[Start of Attachment]

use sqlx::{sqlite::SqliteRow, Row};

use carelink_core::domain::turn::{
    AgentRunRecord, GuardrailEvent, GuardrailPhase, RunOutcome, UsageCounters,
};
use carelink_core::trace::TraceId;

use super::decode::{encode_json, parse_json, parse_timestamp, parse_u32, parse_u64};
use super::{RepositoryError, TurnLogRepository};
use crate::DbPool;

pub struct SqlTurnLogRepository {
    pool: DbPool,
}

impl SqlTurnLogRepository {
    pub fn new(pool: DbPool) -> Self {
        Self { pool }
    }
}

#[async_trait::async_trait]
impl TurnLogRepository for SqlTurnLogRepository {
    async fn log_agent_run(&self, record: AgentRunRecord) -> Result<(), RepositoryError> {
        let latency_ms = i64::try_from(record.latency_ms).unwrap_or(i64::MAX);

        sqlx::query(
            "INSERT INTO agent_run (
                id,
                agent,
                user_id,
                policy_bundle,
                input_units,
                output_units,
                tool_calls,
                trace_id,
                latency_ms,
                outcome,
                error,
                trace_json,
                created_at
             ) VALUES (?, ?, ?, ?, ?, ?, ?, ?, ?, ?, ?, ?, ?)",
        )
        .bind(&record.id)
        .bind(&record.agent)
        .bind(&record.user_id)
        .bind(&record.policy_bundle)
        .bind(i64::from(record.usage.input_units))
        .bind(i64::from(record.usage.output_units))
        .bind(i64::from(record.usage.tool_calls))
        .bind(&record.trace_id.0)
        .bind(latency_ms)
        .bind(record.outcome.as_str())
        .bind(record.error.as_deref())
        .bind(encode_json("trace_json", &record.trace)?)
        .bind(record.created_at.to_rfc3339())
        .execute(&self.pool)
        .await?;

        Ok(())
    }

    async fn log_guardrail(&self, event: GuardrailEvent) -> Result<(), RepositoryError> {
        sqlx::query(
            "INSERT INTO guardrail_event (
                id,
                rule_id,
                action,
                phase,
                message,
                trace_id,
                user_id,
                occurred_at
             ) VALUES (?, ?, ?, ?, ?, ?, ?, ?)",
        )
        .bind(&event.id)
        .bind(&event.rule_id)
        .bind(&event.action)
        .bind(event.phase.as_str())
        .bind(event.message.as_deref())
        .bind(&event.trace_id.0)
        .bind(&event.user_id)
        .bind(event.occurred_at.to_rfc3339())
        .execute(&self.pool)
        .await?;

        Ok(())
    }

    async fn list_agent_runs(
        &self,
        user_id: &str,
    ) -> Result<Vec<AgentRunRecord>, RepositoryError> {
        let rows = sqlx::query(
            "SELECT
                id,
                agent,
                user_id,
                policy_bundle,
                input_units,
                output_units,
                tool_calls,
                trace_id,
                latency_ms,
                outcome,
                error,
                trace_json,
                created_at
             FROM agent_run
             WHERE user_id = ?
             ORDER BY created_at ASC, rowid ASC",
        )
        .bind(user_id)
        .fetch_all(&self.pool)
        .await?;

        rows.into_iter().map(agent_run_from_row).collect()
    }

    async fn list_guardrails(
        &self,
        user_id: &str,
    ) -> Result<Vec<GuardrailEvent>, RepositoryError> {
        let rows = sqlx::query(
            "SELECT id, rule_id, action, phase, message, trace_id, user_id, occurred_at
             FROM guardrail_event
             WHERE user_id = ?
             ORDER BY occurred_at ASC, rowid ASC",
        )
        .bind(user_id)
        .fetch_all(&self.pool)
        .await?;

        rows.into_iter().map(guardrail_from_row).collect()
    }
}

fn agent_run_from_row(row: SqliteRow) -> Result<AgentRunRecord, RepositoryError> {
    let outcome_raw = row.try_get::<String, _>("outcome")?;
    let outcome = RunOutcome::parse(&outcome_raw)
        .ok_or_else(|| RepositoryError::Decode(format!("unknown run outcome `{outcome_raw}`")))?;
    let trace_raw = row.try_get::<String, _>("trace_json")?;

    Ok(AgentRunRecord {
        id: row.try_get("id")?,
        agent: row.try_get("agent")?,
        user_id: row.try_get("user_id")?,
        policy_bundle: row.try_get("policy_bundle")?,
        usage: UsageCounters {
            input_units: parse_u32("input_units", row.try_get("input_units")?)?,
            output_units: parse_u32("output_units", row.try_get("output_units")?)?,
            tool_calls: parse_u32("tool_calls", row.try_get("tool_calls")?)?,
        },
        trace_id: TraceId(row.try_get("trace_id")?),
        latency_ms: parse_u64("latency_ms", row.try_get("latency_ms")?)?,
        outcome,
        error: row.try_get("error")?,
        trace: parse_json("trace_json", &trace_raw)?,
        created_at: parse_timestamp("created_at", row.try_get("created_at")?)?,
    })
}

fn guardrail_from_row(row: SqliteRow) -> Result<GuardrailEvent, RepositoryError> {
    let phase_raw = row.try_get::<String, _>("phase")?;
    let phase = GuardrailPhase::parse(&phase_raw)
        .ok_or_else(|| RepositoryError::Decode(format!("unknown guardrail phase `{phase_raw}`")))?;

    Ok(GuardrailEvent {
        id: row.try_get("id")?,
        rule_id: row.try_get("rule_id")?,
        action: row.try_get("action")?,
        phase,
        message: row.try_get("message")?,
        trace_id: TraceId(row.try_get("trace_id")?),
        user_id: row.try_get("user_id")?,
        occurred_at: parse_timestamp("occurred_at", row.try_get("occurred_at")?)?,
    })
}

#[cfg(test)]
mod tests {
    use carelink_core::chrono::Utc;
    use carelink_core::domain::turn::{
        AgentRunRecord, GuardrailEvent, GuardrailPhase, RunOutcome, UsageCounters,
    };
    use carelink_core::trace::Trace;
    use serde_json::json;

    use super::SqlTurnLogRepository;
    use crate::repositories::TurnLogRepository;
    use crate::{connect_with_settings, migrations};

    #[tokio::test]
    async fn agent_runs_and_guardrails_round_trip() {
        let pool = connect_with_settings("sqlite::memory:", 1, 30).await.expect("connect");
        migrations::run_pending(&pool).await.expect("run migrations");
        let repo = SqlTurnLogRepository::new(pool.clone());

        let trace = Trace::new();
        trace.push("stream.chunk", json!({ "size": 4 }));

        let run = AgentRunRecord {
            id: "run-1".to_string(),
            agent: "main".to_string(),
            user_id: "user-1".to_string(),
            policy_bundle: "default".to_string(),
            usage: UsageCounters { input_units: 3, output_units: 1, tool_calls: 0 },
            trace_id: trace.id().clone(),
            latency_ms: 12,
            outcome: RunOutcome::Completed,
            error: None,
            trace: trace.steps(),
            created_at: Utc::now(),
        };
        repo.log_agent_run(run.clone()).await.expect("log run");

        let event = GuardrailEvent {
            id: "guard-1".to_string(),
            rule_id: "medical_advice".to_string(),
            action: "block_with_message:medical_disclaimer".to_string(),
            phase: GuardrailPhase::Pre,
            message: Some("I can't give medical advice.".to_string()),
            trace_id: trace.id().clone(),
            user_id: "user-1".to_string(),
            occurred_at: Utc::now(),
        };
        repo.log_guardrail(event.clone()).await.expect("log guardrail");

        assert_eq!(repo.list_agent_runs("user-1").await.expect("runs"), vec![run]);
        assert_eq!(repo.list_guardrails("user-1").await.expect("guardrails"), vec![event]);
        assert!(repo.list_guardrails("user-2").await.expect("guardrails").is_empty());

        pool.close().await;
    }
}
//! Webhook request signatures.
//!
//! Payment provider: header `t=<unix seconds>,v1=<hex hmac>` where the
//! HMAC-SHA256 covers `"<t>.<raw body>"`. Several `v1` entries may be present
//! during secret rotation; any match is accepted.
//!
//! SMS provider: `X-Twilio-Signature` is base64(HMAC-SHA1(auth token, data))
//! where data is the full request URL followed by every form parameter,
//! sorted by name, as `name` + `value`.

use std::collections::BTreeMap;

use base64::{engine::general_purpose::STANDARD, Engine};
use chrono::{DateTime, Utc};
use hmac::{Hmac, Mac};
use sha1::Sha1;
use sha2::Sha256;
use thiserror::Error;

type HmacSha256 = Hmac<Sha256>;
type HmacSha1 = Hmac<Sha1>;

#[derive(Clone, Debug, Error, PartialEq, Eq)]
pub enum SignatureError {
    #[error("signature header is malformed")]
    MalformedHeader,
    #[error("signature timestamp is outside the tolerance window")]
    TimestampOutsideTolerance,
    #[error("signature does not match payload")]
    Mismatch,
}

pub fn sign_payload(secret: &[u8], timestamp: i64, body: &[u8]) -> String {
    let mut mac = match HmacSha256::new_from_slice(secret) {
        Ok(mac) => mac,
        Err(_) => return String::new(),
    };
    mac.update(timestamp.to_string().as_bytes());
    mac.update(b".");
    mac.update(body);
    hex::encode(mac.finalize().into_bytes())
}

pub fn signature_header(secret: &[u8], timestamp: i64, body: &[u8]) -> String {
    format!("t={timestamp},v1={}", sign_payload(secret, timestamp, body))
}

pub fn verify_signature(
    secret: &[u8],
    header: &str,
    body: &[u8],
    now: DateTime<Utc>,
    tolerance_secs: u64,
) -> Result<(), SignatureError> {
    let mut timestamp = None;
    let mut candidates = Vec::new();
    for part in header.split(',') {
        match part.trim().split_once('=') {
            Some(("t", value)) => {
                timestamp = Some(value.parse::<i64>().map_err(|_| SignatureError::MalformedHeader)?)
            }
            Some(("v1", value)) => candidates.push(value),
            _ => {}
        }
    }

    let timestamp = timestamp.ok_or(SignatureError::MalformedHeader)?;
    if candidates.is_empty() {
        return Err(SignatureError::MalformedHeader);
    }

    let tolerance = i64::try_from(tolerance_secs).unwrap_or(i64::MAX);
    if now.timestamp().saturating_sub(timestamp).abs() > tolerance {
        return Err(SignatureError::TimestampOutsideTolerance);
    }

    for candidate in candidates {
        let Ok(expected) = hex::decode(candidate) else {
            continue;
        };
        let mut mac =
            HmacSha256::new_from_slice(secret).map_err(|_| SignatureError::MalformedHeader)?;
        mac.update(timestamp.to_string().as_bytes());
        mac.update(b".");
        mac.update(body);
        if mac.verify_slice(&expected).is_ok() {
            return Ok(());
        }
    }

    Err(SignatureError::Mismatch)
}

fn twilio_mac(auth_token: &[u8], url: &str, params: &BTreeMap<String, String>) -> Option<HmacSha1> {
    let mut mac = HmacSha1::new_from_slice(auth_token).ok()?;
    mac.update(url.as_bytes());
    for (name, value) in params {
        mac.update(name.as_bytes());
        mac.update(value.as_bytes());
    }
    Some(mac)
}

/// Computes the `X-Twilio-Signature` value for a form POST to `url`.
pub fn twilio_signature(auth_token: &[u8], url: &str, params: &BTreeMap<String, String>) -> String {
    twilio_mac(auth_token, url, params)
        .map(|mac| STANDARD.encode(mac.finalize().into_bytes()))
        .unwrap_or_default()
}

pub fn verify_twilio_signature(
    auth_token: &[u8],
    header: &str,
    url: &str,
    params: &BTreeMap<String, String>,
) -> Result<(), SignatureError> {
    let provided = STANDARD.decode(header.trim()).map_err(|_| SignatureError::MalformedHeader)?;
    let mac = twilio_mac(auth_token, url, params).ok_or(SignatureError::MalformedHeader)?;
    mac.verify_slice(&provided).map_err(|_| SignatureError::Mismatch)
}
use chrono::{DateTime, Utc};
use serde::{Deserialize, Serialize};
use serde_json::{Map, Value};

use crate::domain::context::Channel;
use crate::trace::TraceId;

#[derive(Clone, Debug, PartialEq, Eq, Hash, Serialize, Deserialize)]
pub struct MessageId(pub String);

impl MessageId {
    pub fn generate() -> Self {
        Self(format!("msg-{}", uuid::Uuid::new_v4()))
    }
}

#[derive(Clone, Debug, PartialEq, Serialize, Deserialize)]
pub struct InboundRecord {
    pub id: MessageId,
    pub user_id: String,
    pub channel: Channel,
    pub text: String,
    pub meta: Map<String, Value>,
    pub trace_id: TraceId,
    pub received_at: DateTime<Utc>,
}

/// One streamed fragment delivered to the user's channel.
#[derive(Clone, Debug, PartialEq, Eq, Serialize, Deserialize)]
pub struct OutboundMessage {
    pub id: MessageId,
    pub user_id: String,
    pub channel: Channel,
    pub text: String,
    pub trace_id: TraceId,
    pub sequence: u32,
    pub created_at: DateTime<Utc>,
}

[End of Attachment]
[Start of Attachment]

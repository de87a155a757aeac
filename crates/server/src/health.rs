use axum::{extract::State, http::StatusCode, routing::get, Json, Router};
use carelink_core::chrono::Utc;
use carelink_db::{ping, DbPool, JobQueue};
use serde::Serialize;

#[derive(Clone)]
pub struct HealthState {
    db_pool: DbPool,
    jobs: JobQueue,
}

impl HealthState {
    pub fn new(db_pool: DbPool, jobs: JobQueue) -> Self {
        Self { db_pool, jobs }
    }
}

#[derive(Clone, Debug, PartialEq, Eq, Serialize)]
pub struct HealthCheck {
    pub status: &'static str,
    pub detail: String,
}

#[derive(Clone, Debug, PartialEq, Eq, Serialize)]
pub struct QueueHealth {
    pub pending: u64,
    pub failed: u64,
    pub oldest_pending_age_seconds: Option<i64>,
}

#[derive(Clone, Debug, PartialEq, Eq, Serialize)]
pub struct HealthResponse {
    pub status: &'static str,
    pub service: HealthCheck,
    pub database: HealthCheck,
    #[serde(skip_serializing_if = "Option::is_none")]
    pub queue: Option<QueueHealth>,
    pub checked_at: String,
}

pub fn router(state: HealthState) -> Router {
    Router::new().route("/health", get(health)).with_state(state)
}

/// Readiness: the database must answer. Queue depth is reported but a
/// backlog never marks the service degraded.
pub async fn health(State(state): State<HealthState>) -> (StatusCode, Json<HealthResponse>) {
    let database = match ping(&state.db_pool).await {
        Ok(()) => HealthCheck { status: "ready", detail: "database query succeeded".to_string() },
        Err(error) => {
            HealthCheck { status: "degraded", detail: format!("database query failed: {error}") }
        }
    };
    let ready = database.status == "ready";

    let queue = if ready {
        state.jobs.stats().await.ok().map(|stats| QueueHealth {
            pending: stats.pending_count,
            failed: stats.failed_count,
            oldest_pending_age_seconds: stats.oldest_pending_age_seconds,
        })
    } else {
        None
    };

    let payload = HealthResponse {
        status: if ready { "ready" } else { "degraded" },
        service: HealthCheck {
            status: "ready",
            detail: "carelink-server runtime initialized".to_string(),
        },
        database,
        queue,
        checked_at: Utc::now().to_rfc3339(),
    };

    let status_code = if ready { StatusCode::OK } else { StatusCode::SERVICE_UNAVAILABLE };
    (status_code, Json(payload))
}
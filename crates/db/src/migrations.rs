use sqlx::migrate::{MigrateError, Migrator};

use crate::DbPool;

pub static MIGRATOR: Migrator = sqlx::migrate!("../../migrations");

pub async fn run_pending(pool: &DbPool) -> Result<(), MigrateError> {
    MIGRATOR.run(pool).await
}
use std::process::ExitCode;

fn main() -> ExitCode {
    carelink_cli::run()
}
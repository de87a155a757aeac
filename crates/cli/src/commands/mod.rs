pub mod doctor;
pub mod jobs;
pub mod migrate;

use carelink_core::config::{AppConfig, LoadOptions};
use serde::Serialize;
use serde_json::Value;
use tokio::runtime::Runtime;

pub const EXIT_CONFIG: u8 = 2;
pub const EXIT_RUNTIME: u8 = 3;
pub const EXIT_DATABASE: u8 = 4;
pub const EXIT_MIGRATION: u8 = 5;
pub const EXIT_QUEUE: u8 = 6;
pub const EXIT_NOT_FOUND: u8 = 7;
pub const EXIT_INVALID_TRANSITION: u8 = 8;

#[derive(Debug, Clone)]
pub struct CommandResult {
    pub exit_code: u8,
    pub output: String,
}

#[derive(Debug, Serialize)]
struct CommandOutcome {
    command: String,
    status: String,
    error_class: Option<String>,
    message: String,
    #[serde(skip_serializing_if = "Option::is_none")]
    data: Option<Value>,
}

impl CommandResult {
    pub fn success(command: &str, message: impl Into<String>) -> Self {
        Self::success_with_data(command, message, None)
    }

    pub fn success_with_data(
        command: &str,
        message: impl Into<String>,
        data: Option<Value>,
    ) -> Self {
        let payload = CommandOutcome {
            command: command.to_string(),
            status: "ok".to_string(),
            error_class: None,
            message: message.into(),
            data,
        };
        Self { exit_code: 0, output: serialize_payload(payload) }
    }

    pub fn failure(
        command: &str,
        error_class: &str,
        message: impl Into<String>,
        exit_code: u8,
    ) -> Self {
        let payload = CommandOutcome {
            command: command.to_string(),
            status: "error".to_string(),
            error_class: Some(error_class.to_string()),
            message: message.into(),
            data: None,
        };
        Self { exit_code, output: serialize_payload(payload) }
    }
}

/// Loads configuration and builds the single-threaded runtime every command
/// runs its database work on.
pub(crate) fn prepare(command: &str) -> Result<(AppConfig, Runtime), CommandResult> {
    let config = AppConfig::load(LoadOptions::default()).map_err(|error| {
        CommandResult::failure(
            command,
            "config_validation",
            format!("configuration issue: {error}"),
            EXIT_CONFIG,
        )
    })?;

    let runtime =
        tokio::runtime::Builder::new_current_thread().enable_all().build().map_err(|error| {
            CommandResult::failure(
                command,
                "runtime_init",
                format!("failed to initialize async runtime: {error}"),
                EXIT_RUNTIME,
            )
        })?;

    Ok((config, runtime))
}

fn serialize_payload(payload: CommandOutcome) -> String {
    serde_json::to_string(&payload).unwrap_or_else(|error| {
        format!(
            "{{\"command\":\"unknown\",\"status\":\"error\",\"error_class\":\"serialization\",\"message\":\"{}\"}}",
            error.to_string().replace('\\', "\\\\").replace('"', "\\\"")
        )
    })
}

[End of Attachment]
[Start of Attachment]

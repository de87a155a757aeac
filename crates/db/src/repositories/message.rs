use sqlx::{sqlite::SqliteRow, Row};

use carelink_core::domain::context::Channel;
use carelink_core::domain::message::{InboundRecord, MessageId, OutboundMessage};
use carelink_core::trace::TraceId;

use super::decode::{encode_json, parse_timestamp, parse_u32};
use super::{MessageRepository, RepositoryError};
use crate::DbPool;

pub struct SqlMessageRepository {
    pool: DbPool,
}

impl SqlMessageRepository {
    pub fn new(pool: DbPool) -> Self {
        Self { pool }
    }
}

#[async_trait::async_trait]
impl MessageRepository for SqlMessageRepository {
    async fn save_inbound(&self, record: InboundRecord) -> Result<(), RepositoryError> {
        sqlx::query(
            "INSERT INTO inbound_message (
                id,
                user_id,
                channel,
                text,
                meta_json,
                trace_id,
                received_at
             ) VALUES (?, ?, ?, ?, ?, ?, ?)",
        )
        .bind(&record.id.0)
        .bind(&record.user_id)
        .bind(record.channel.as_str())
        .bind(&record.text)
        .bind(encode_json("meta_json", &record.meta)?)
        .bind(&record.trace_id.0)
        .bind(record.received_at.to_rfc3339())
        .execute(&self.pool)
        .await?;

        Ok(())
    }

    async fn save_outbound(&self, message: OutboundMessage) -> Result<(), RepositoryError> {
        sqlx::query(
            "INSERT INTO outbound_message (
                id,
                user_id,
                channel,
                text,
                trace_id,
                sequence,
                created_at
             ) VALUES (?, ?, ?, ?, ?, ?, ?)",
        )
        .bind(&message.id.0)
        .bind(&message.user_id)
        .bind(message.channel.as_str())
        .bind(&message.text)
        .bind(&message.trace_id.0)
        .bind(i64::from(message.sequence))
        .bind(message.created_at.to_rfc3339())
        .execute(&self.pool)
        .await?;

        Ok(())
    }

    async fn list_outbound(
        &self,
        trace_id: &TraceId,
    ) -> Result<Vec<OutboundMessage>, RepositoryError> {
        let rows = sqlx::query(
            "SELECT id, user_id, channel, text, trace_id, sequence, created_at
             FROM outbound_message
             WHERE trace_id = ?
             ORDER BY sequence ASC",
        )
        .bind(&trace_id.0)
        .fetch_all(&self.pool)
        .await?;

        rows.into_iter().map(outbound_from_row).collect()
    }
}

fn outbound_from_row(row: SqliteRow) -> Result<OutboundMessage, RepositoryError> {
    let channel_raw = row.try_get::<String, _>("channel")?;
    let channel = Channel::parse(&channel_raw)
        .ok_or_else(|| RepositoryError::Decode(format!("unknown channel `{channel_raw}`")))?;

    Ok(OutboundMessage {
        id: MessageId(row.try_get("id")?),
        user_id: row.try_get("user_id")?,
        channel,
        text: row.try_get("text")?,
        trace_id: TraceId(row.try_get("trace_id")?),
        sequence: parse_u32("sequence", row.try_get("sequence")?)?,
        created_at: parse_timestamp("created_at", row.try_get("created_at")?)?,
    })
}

[End of Attachment]

▶ [Problem requirements]: Search each line of the data above for "HealthCheck", and copy the lines where it occurs.

▶ [Exercise solution]:
pub struct HealthCheck {
    pub service: HealthCheck,
    pub database: HealthCheck,
        Ok(()) => HealthCheck { status: "ready", detail: "database query succeeded".to_string() },
            HealthCheck { status: "degraded", detail: format!("database query failed: {error}") }
        service: HealthCheck {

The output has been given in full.